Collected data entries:
+===+

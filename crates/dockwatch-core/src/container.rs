//! Container snapshots and monitoring filters.

use serde::{Deserialize, Serialize};

/// A read-only snapshot of a container as reported by the engine.
///
/// Re-fetched on every directory query, never mutated in place.
#[derive(Debug, Clone, Serialize, Deserialize, PartialEq, Eq)]
pub struct ContainerInfo {
    /// Opaque engine identifier.
    pub id: String,
    /// First alias with the leading `/` stripped.
    pub name: String,
    /// Image reference.
    pub image: String,
    /// Human-readable status line.
    pub status: String,
    /// Enumerated state string (running, exited, paused, ...).
    pub state: String,
    /// Creation time in unix seconds.
    pub created: i64,
}

/// Process-wide allow-lists restricting which containers are monitorable.
///
/// Derived from configuration at startup and immutable for the process
/// lifetime. `None` (or an empty list) matches everything.
#[derive(Debug, Clone, Default)]
pub struct FilterConfig {
    /// Name allow-list.
    pub names: Option<Vec<String>>,
    /// State allow-list (lower-cased entries).
    pub states: Option<Vec<String>>,
}

impl FilterConfig {
    /// Symmetric substring match: an entry matches when it contains the
    /// container name or the container name contains it. Deliberately loose
    /// so partial names on either side still match.
    pub fn matches_name(&self, name: &str) -> bool {
        match &self.names {
            None => true,
            Some(entries) if entries.is_empty() => true,
            Some(entries) => entries
                .iter()
                .any(|entry| name.contains(entry.as_str()) || entry.contains(name)),
        }
    }

    /// Literal membership of the lower-cased container state.
    pub fn matches_state(&self, state: &str) -> bool {
        match &self.states {
            None => true,
            Some(entries) if entries.is_empty() => true,
            Some(entries) => {
                let state = state.to_lowercase();
                entries.iter().any(|entry| *entry == state)
            }
        }
    }

    /// Whether a container survives both allow-lists.
    pub fn matches(&self, container: &ContainerInfo) -> bool {
        self.matches_name(&container.name) && self.matches_state(&container.state)
    }

    /// Render the name allow-list for the listing endpoint.
    pub fn describe(&self) -> String {
        match &self.names {
            Some(entries) if !entries.is_empty() => entries.join(", "),
            _ => "all".to_string(),
        }
    }
}

#[cfg(test)]
mod tests {
    use super::*;

    fn container(name: &str, state: &str) -> ContainerInfo {
        ContainerInfo {
            id: "abc123".to_string(),
            name: name.to_string(),
            image: "nginx:latest".to_string(),
            status: "Up 2 hours".to_string(),
            state: state.to_string(),
            created: 1_700_000_000,
        }
    }

    #[test]
    fn absent_allow_list_matches_everything() {
        let filter = FilterConfig::default();
        assert!(filter.matches(&container("anything", "running")));
        assert!(filter.matches(&container("", "exited")));
    }

    #[test]
    fn empty_allow_list_matches_everything() {
        let filter = FilterConfig {
            names: Some(Vec::new()),
            states: Some(Vec::new()),
        };
        assert!(filter.matches(&container("web-1", "running")));
    }

    #[test]
    fn name_match_is_symmetric_substring() {
        let filter = FilterConfig {
            names: Some(vec!["web".to_string()]),
            states: None,
        };
        // Entry is a substring of the name.
        assert!(filter.matches_name("web-worker"));
        // Name is a substring of the entry.
        let filter = FilterConfig {
            names: Some(vec!["production-web".to_string()]),
            states: None,
        };
        assert!(filter.matches_name("web"));
        assert!(!filter.matches_name("db"));
    }

    #[test]
    fn overlapping_entries_match_both_containers() {
        // Known looseness: "web" matches both "web" and "web-worker".
        let filter = FilterConfig {
            names: Some(vec!["web".to_string()]),
            states: None,
        };
        assert!(filter.matches_name("web"));
        assert!(filter.matches_name("web-worker"));
    }

    #[test]
    fn state_match_is_literal_and_case_folded() {
        let filter = FilterConfig {
            names: None,
            states: Some(vec!["running".to_string()]),
        };
        assert!(filter.matches_state("running"));
        assert!(filter.matches_state("Running"));
        assert!(!filter.matches_state("exited"));
        // No substring looseness for states.
        assert!(!filter.matches_state("run"));
    }

    #[test]
    fn describe_renders_all_or_joined_names() {
        assert_eq!(FilterConfig::default().describe(), "all");
        let filter = FilterConfig {
            names: Some(vec!["web".to_string(), "db".to_string()]),
            states: None,
        };
        assert_eq!(filter.describe(), "web, db");
    }
}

+===+

What needs to be done: What you should produce is an exact copy of the records above.

Solution to the problem:
filename crates/dockwatch-core/src/container.rs
//! Container snapshots and monitoring filters.

use serde::{Deserialize, Serialize};

/// A read-only snapshot of a container as reported by the engine.
///
/// Re-fetched on every directory query, never mutated in place.
#[derive(Debug, Clone, Serialize, Deserialize, PartialEq, Eq)]
pub struct ContainerInfo {
    /// Opaque engine identifier.
    pub id: String,
    /// First alias with the leading `/` stripped.
    pub name: String,
    /// Image reference.
    pub image: String,
    /// Human-readable status line.
    pub status: String,
    /// Enumerated state string (running, exited, paused, ...).
    pub state: String,
    /// Creation time in unix seconds.
    pub created: i64,
}

/// Process-wide allow-lists restricting which containers are monitorable.
///
/// Derived from configuration at startup and immutable for the process
/// lifetime. `None` (or an empty list) matches everything.
#[derive(Debug, Clone, Default)]
pub struct FilterConfig {
    /// Name allow-list.
    pub names: Option<Vec<String>>,
    /// State allow-list (lower-cased entries).
    pub states: Option<Vec<String>>,
}

impl FilterConfig {
    /// Symmetric substring match: an entry matches when it contains the
    /// container name or the container name contains it. Deliberately loose
    /// so partial names on either side still match.
    pub fn matches_name(&self, name: &str) -> bool {
        match &self.names {
            None => true,
            Some(entries) if entries.is_empty() => true,
            Some(entries) => entries
                .iter()
                .any(|entry| name.contains(entry.as_str()) || entry.contains(name)),
        }
    }

    /// Literal membership of the lower-cased container state.
    pub fn matches_state(&self, state: &str) -> bool {
        match &self.states {
            None => true,
            Some(entries) if entries.is_empty() => true,
            Some(entries) => {
                let state = state.to_lowercase();
                entries.iter().any(|entry| *entry == state)
            }
        }
    }

    /// Whether a container survives both allow-lists.
    pub fn matches(&self, container: &ContainerInfo) -> bool {
        self.matches_name(&container.name) && self.matches_state(&container.state)
    }

    /// Render the name allow-list for the listing endpoint.
    pub fn describe(&self) -> String {
        match &self.names {
            Some(entries) if !entries.is_empty() => entries.join(", "),
            _ => "all".to_string(),
        }
    }
}

#[cfg(test)]
mod tests {
    use super::*;

    fn container(name: &str, state: &str) -> ContainerInfo {
        ContainerInfo {
            id: "abc123".to_string(),
            name: name.to_string(),
            image: "nginx:latest".to_string(),
            status: "Up 2 hours".to_string(),
            state: state.to_string(),
            created: 1_700_000_000,
        }
    }

    #[test]
    fn absent_allow_list_matches_everything() {
        let filter = FilterConfig::default();
        assert!(filter.matches(&container("anything", "running")));
        assert!(filter.matches(&container("", "exited")));
    }

    #[test]
    fn empty_allow_list_matches_everything() {
        let filter = FilterConfig {
            names: Some(Vec::new()),
            states: Some(Vec::new()),
        };
        assert!(filter.matches(&container("web-1", "running")));
    }

    #[test]
    fn name_match_is_symmetric_substring() {
        let filter = FilterConfig {
            names: Some(vec!["web".to_string()]),
            states: None,
        };
        // Entry is a substring of the name.
        assert!(filter.matches_name("web-worker"));
        // Name is a substring of the entry.
        let filter = FilterConfig {
            names: Some(vec!["production-web".to_string()]),
            states: None,
        };
        assert!(filter.matches_name("web"));
        assert!(!filter.matches_name("db"));
    }

    #[test]
    fn overlapping_entries_match_both_containers() {
        // Known looseness: "web" matches both "web" and "web-worker".
        let filter = FilterConfig {
            names: Some(vec!["web".to_string()]),
            states: None,
        };
        assert!(filter.matches_name("web"));
        assert!(filter.matches_name("web-worker"));
    }

    #[test]
    fn state_match_is_literal_and_case_folded() {
        let filter = FilterConfig {
            names: None,
            states: Some(vec!["running".to_string()]),
        };
        assert!(filter.matches_state("running"));
        assert!(filter.matches_state("Running"));
        assert!(!filter.matches_state("exited"));
        // No substring looseness for states.
        assert!(!filter.matches_state("run"));
    }

    #[test]
    fn describe_renders_all_or_joined_names() {
        assert_eq!(FilterConfig::default().describe(), "all");
        let filter = FilterConfig {
            names: Some(vec!["web".to_string(), "db".to_string()]),
            states: None,
        };
        assert_eq!(filter.describe(), "web, db");
    }
}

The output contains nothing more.